§ **How to complete this task**: Within the records that follow, find every line containing the string "AuditContext". Copy those lines.

§ **Saved data entries**:
****************
//! Subscriptions page routes

use axum::{
    extract::{Extension, Path, State},
    http::HeaderMap,
    Json,
};
use knightcall_billing::{
    AutoRechargeUpdate, CreditAdditionResult, CreditLedgerEntry, Subscription, SubscriptionService,
    SubscriptionSummary,
};
use serde::{Deserialize, Serialize};
use serde_json::json;
use uuid::Uuid;

use super::{
    admin::require_platform_admin,
    organizations::{apply_credit_addition, apply_plan_change, ChangePlanRequest, PlanChangeResponse},
};
use crate::{
    audit::{action, log_admin_action, target_type, AuditContext},
    auth::AuthUser,
    error::ApiResult,
    state::AppState,
};

/// Ledger rows shown under the subscriptions table
const RECENT_TRANSACTIONS: i64 = 100;

#[derive(Debug, Serialize)]
pub struct SubscriptionsResponse {
    pub subscriptions: Vec<Subscription>,
    pub transactions: Vec<CreditLedgerEntry>,
    pub summary: SubscriptionSummary,
}

#[derive(Debug, Deserialize)]
pub struct AutoRechargeRequest {
    pub enabled: bool,
    pub amount: Option<f64>,
}

#[derive(Debug, Serialize)]
pub struct AutoRechargeResponse {
    pub organization_id: Uuid,
    pub enabled: bool,
    pub amount: Option<f64>,
}

#[derive(Debug, Deserialize)]
pub struct SubscriptionCreditsRequest {
    pub organization_id: Uuid,
    pub amount: f64,
    pub description: Option<String>,
}

/// Synthesized subscriptions, recent ledger activity and page totals
pub async fn list_subscriptions(
    State(state): State<AppState>,
    Extension(auth_user): Extension<AuthUser>,
) -> ApiResult<Json<SubscriptionsResponse>> {
    require_platform_admin(&auth_user, false)?;

    let subscriptions = state.billing.subscriptions.list().await?;
    let transactions = state.billing.credits.recent(RECENT_TRANSACTIONS).await?;
    let summary = SubscriptionSummary::compute(&subscriptions, &transactions);

    Ok(Json(SubscriptionsResponse {
        subscriptions,
        transactions,
        summary,
    }))
}

pub async fn change_plan(
    State(state): State<AppState>,
    Extension(auth_user): Extension<AuthUser>,
    headers: HeaderMap,
    Path(org_id): Path<Uuid>,
    Json(req): Json<ChangePlanRequest>,
) -> ApiResult<Json<PlanChangeResponse>> {
    let response = apply_plan_change(&state, &auth_user, &headers, org_id, &req.plan).await?;
    Ok(Json(response))
}

/// Toggle auto-recharge; the amount is only changed when supplied
pub async fn set_auto_recharge(
    State(state): State<AppState>,
    Extension(auth_user): Extension<AuthUser>,
    headers: HeaderMap,
    Path(org_id): Path<Uuid>,
    Json(req): Json<AutoRechargeRequest>,
) -> ApiResult<Json<AutoRechargeResponse>> {
    let admin_user_id = require_platform_admin(&auth_user, true)?;

    let update = AutoRechargeUpdate {
        enabled: req.enabled,
        amount: req.amount,
    };
    update.validate()?;

    let mut tx = state.pool.begin().await?;
    SubscriptionService::set_auto_recharge_in(&mut *tx, org_id, update).await?;

    log_admin_action(
        &mut *tx,
        admin_user_id,
        action::AUTO_RECHARGE_UPDATED,
        target_type::ORGANIZATION,
        Some(org_id),
        Some(json!({
            "enabled": req.enabled,
            "amount": req.amount,
        })),
        &AuditContext::from_request(&headers, &auth_user),
    )
    .await?;

    tx.commit().await?;

    Ok(Json(AutoRechargeResponse {
        organization_id: org_id,
        enabled: req.enabled,
        amount: req.amount,
    }))
}

/// Add credits with the organization chosen in the form
pub async fn add_credits(
    State(state): State<AppState>,
    Extension(auth_user): Extension<AuthUser>,
    headers: HeaderMap,
    Json(req): Json<SubscriptionCreditsRequest>,
) -> ApiResult<Json<CreditAdditionResult>> {
    let result = apply_credit_addition(
        &state,
        &auth_user,
        &headers,
        req.organization_id,
        req.amount,
        req.description,
    )
    .await?;
    Ok(Json(result))
}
****************
§ **Problem solution**:
    audit::{action, log_admin_action, target_type, AuditContext},
        &AuditContext::from_request(&headers, &auth_user),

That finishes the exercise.